5.0理不尽な自信の境遇を受け入れながら生きている人々の心に沁みる

2025年1月8日
PCから投稿
鑑賞方法:VOD

泣ける

楽しい

幸せ

「鑑賞後に流れる涙の理由を理解するのに苦慮」
小見出しが率直な筆者の感想だ。直ぐにレビューを書けた人に嫉妬してしまいそうだ。筆者は書き始めるのに二週間要した。何故か止まらない鑑賞後の涙の理由。決して自分に起こることはないだろうと想いながらも幸せのお裾分けをいただいた気持ちになれたからだろう。本当に幸せな時って笑顔じゃなくて涙になるんだなぁ。

「浮世に生きる人々の境遇を運転手として表現」
映画のイントロにあるとおり「金なし、休みなし、仕事はギリギリ状態(免停目前)」という境遇のなかで日々を乗り切る主人公に自分の今の姿見を重ねるのは筆者だけではないだろう。不満の責任の矛先がなく、そんな心境をひた隠しにして平気な素振りを見せながら生きるタクシー運転手の姿は、はじめは受け入れがたいものがある。そんなタクシー運転手に舞い降りたのは終活に向かう壮絶な人生を生き抜いた老婆。終の住処に寄り道しながら向かう姿は、死期を悟りつつ目に浮かぶ走馬灯を表現するかのように神々しい。

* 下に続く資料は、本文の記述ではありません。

/// Decodes a big-endian unsigned integer encoded via extended UTF8. In this context, extended UTF8
/// simply means the encoded UTF8 value may be up to 7 bytes for a maximum integer bit width of
/// 36-bits.
fn utf8_decode_be_u64<B: ReadBytes>(src: &mut B) -> Result<Option<u64>> {
    // Read the first byte of the UTF8 encoded integer.
    let mut state = u64::from(src.read_u8()?);

    // UTF8 prefixes 1s followed by a 0 to indicate the total number of bytes within the multi-byte
    // sequence. Using ranges, determine the mask that will overlap the data bits within the first
    // byte of the sequence. For values 0-128, return the value immediately. If the value falls out
    // of range return None as this is either not the start of a UTF8 sequence or the prefix is
    // incorrect.
    let mask: u8 = match state {
        0x00..=0x7f => return Ok(Some(state)),
        0xc0..=0xdf => 0x1f,
        0xe0..=0xef => 0x0f,
        0xf0..=0xf7 => 0x07,
        0xf8..=0xfb => 0x03,
        0xfc..=0xfd => 0x01,
        0xfe => 0x00,
        _ => return Ok(None),
    };

    // Obtain the data bits from the first byte by using the data mask.
    state &= u64::from(mask);

    // Read the remaining bytes within the UTF8 sequence. Since the mask 0s out the UTF8 prefix
    // of 1s which indicate the length of the multi-byte sequence in bytes, plus an additional 0
    // bit, the number of remaining bytes to read is the number of zeros in the mask minus 2.
    // To avoid extra computation, simply loop from 2 to the number of zeros.
    for _i in 2..mask.leading_zeros() {
        let byte = src.read_u8()?;

        // Each subsequent byte after the first in UTF8 is prefixed with 0b10xx_xxxx.
        if byte & 0xc0 != 0x80 {
            return Ok(None);
        }

        // Append the six useful bits to the result.
        state = (state << 6) | u64::from(byte & 0x3f);
    }

    Ok(Some(state))
}
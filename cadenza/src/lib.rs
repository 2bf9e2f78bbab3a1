// Cadenza
// Copyright (c) 2019-2024 The Project Cadenza Developers.
//
// This Source Code Form is subject to the terms of the Mozilla Public
// License, v. 2.0. If a copy of the MPL was not distributed with this
// file, You can obtain one at https://mozilla.org/MPL/2.0/.

#![warn(rust_2018_idioms)]
#![forbid(unsafe_code)]

//! # Project Cadenza
//!
//! Cadenza is a 100% pure Rust implementation of the Free Lossless Audio Codec (FLAC) stream
//! format: a stream decoder, a stream encoder, and the metadata block model they share.
//!
//! # Usage
//!
//! To decode a stream:
//!
//! 1.  Implement [`DecodeHandler`] to receive decoded audio, metadata blocks, and recoverable
//!     errors.
//! 2.  Instantiate a [`StreamDecoder`] with [`DecoderOptions`]. The options select which
//!     metadata blocks are delivered, and if the audio is checked against the stream's MD5
//!     signature.
//! 3.  Initialize the decoder with a [`ByteSource`][core::io::ByteSource] using
//!     [`init_stream`][StreamDecoder::init_stream], or with a path using
//!     [`init_file`][StreamDecoder::init_file]. The [`ReadOnlySource`][core::io::ReadOnlySource]
//!     and [`SeekableSource`][core::io::SeekableSource] adapters wrap any `std::io::Read`.
//! 4.  Drive the decoder with [`process_until_end_of_stream`][StreamDecoder::process_until_end_of_stream],
//!     or step through the stream with [`process_single`][StreamDecoder::process_single]. A
//!     seekable source also supports [`seek_absolute`][StreamDecoder::seek_absolute].
//! 5.  Call [`finish`][StreamDecoder::finish] to get the result of the MD5 check.
//!
//! To encode a stream:
//!
//! 1.  Instantiate a [`StreamEncoder`] with [`EncoderOptions`] describing the audio, and a
//!     compression level from 0 to 8.
//! 2.  Optionally, supply metadata blocks with [`set_metadata`][StreamEncoder::set_metadata].
//! 3.  Initialize the encoder with a [`ByteSink`][core::io::ByteSink]. If the sink can seek, the
//!     stream information block is completed when the stream is finished.
//! 4.  Feed audio with [`process`][StreamEncoder::process] or
//!     [`process_interleaved`][StreamEncoder::process_interleaved].
//! 5.  Call [`finish`][StreamEncoder::finish] to encode the final block.

pub use cadenza_bundle_flac::*;

pub use cadenza_core as core;

pub mod metadata {
    //! The FLAC metadata block model.
    pub use cadenza_utils_xiph::flac::*;
}
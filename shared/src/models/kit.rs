//! Kit and packing-structure models
//!
//! A kit is a finished-product specification: a structured packing
//! payload (pouches and pre-sealed packets) plus independent flat lists
//! of spare, bulk and miscellaneous materials. The packing payload is
//! stored serialized; [`PackingStructure::parse`] is the total,
//! legacy-tolerant entry point for reading it back.

use chrono::{DateTime, Utc};
use rust_decimal::Decimal;
use serde::{Deserialize, Serialize};
use thiserror::Error;
use uuid::Uuid;

/// One material line inside a pouch, packet or flat list
#[derive(Debug, Clone, PartialEq, Serialize, Deserialize)]
#[serde(rename_all = "camelCase")]
pub struct MaterialLine {
    pub name: String,
    pub quantity: Decimal,
    pub unit: String,
    #[serde(default, skip_serializing_if = "Option::is_none")]
    pub subcategory: Option<String>,
    #[serde(default, skip_serializing_if = "Option::is_none")]
    pub notes: Option<String>,
    #[serde(default, skip_serializing_if = "Option::is_none")]
    pub inventory_item_id: Option<Uuid>,
}

/// A named container of materials (a pouch or a pre-sealed packet)
#[derive(Debug, Clone, PartialEq, Serialize, Deserialize)]
pub struct PackingContainer {
    pub name: String,
    #[serde(default)]
    pub materials: Vec<MaterialLine>,
}

/// Parsed form of a kit's serialized packing-requirements payload.
///
/// `pouches` hold loose materials sealed into the kit's main pouch;
/// `packets` are pre-sealed sub-packets that each contain materials of
/// their own. A packet is consumed as one assembled unit at dispatch
/// time, while procurement looks through it at the raw contents.
#[derive(Debug, Clone, Default, PartialEq, Serialize, Deserialize)]
pub struct PackingStructure {
    #[serde(default)]
    pub pouches: Vec<PackingContainer>,
    #[serde(default)]
    pub packets: Vec<PackingContainer>,
}

/// Packing payload that failed to deserialize
#[derive(Debug, Error)]
#[error("invalid packing payload: {0}")]
pub struct PackingParseError(#[from] serde_json::Error);

/// Accepts both the current object format and the legacy bare array
#[derive(Deserialize)]
#[serde(untagged)]
enum PackingPayload {
    Current {
        #[serde(default)]
        pouches: Vec<PackingContainer>,
        #[serde(default)]
        packets: Vec<PackingContainer>,
    },
    Legacy(Vec<PackingContainer>),
}

impl PackingStructure {
    /// Parse a serialized packing payload. Total: any malformed or
    /// absent input yields the empty structure, never an error.
    pub fn parse(payload: Option<&str>) -> Self {
        let Some(raw) = payload else {
            return Self::default();
        };
        match Self::try_parse(raw) {
            Ok(structure) => structure,
            Err(err) => {
                tracing::warn!("packing payload unreadable, treating as empty: {err}");
                Self::default()
            }
        }
    }

    /// Strict parse, used internally and when validating kit input
    pub fn try_parse(raw: &str) -> Result<Self, PackingParseError> {
        let payload: PackingPayload = serde_json::from_str(raw)?;
        Ok(match payload {
            PackingPayload::Current { pouches, packets } => Self { pouches, packets },
            // Legacy kits stored a bare pouch array with no packets
            PackingPayload::Legacy(pouches) => Self {
                pouches,
                packets: Vec::new(),
            },
        })
    }

    /// Serialize back to the stored wire form (plain JSON)
    pub fn serialize(&self) -> String {
        serde_json::to_string(self).unwrap_or_default()
    }

    /// Merge pouch and packet materials into one flat list, summing
    /// quantities when the same name appears more than once. Name
    /// matching is case-sensitive at this layer.
    pub fn flatten_to_materials(&self) -> Vec<MaterialLine> {
        let mut merged: Vec<MaterialLine> = Vec::new();
        let all = self
            .pouches
            .iter()
            .chain(self.packets.iter())
            .flat_map(|container| container.materials.iter());
        for line in all {
            match merged.iter_mut().find(|m| m.name == line.name) {
                Some(existing) => existing.quantity += line.quantity,
                None => merged.push(line.clone()),
            }
        }
        merged
    }
}

/// A finished-product specification.
///
/// Not itself a stock row: a matching `finished`-kind inventory item is
/// mirrored by name when orders move into the packing output.
#[derive(Debug, Clone, Serialize, Deserialize)]
pub struct Kit {
    pub id: Uuid,
    pub name: String,
    pub program_id: Uuid,
    pub category: Option<String>,
    pub subject: Option<String>,
    pub serial_number: Option<String>,
    pub is_structured: bool,
    /// Serialized `PackingStructure`; read through [`PackingStructure::parse`]
    pub packing_requirements: Option<String>,
    pub spare_kits: Vec<MaterialLine>,
    pub bulk_materials: Vec<MaterialLine>,
    pub miscellaneous: Vec<MaterialLine>,
    pub stock_count: Decimal,
    pub status: String,
    pub created_at: DateTime<Utc>,
    pub updated_at: DateTime<Utc>,
}

impl Kit {
    pub fn packing_structure(&self) -> PackingStructure {
        if !self.is_structured {
            return PackingStructure::default();
        }
        PackingStructure::parse(self.packing_requirements.as_deref())
    }
}

/// A product line owning a family of kits
#[derive(Debug, Clone, Serialize, Deserialize)]
pub struct Program {
    pub id: Uuid,
    pub name: String,
    pub description: Option<String>,
    pub status: String,
    pub created_at: DateTime<Utc>,
    pub updated_at: DateTime<Utc>,
}

#[cfg(test)]
mod tests {
    use super::*;

    fn line(name: &str, qty: i64) -> MaterialLine {
        MaterialLine {
            name: name.to_string(),
            quantity: Decimal::from(qty),
            unit: "pcs".to_string(),
            subcategory: None,
            notes: None,
            inventory_item_id: None,
        }
    }

    #[test]
    fn parse_current_format() {
        let raw = r#"{"pouches":[{"name":"Pouch 1","materials":[{"name":"LED","quantity":"2","unit":"pcs"}]}],"packets":[]}"#;
        let parsed = PackingStructure::parse(Some(raw));
        assert_eq!(parsed.pouches.len(), 1);
        assert_eq!(parsed.pouches[0].materials[0].name, "LED");
        assert!(parsed.packets.is_empty());
    }

    #[test]
    fn parse_missing_keys_default_to_empty() {
        let parsed = PackingStructure::parse(Some(r#"{"packets":[]}"#));
        assert!(parsed.pouches.is_empty());
        assert!(parsed.packets.is_empty());
    }

    #[test]
    fn parse_legacy_bare_array_as_pouches() {
        let raw = r#"[{"name":"Main","materials":[{"name":"Wire","quantity":"4","unit":"m"}]}]"#;
        let parsed = PackingStructure::parse(Some(raw));
        assert_eq!(parsed.pouches.len(), 1);
        assert_eq!(parsed.pouches[0].name, "Main");
        assert!(parsed.packets.is_empty());
    }

    #[test]
    fn parse_never_fails() {
        for bad in [None, Some(""), Some("not json"), Some("{"), Some("42"), Some("null")] {
            let parsed = PackingStructure::parse(bad);
            assert_eq!(parsed, PackingStructure::default());
        }
    }

    #[test]
    fn serialize_parse_round_trip() {
        let structure = PackingStructure {
            pouches: vec![PackingContainer {
                name: "Pouch 1".to_string(),
                materials: vec![line("LED", 2), line("Resistor", 5)],
            }],
            packets: vec![PackingContainer {
                name: "Packet 1.1".to_string(),
                materials: vec![line("Wire", 1)],
            }],
        };
        let round_tripped = PackingStructure::parse(Some(&structure.serialize()));
        assert_eq!(round_tripped, structure);
    }

    #[test]
    fn flatten_sums_duplicate_names() {
        let structure = PackingStructure {
            pouches: vec![PackingContainer {
                name: "Pouch 1".to_string(),
                materials: vec![line("LED", 2), line("Wire", 1)],
            }],
            packets: vec![PackingContainer {
                name: "Packet 1.1".to_string(),
                materials: vec![line("LED", 3)],
            }],
        };
        let flat = structure.flatten_to_materials();
        assert_eq!(flat.len(), 2);
        assert_eq!(flat[0].name, "LED");
        assert_eq!(flat[0].quantity, Decimal::from(5));
    }

    #[test]
    fn flatten_is_case_sensitive() {
        let structure = PackingStructure {
            pouches: vec![PackingContainer {
                name: "Pouch 1".to_string(),
                materials: vec![line("led", 2), line("LED", 3)],
            }],
            packets: vec![],
        };
        assert_eq!(structure.flatten_to_materials().len(), 2);
    }

    #[test]
    fn unstructured_kit_has_empty_packing() {
        let kit = Kit {
            id: Uuid::new_v4(),
            name: "Banjo Boy".to_string(),
            program_id: Uuid::new_v4(),
            category: None,
            subject: None,
            serial_number: None,
            is_structured: false,
            packing_requirements: Some(r#"{"pouches":[{"name":"P","materials":[]}]}"#.to_string()),
            spare_kits: vec![],
            bulk_materials: vec![],
            miscellaneous: vec![],
            stock_count: Decimal::ZERO,
            status: "active".to_string(),
            created_at: Utc::now(),
            updated_at: Utc::now(),
        };
        assert_eq!(kit.packing_structure(), PackingStructure::default());
    }
}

「単に『壮絶』と表現するだけでは言葉足らずな老婆の人生」
ドン底にいる気持ちの運転手の心を解きほぐしていく老婆の身の上話。最愛の宝を守ろうとしたのにその宝物までも奪われてしまう。その後は、タクシーでは語らなかったが、同じ境遇の女性たちの権利を守るために力強く生き抜いた。下衆な表現をすれば、自分より不幸な人生を生き抜いた老婆に励まされた、という言い方もできるかもしれない。浮世に生きる誰もが本来持っている優しい気持ちが、荒波の中で崩壊寸前だった。それが老婆との交流を通して少しずつ解きほぐされていくのが、表情や行動で表現されているのが観ていて心地良かった。

「飽くまで最後のプレゼントはおまけ」
ほとんど一日メーターを動かし続けて生活に困っていた運転手。その報酬さえ要らないと思えるほど、老婆との交流から得たものは計り知れない。家族で生き抜いていく気持ちを取り戻したことが最大の報酬だったのだろう。この映画を鑑賞した後の気分が2024年に話題になった役所広司氏主演の「パーフェクト・デイズ」に通じるものを感じたのは筆者だけだろうか。

ブログ「地政学への知性」
humさんのコメント
2025年1月19日

胸にのこる作品の、胸にのこるレビューを読ませていただきました。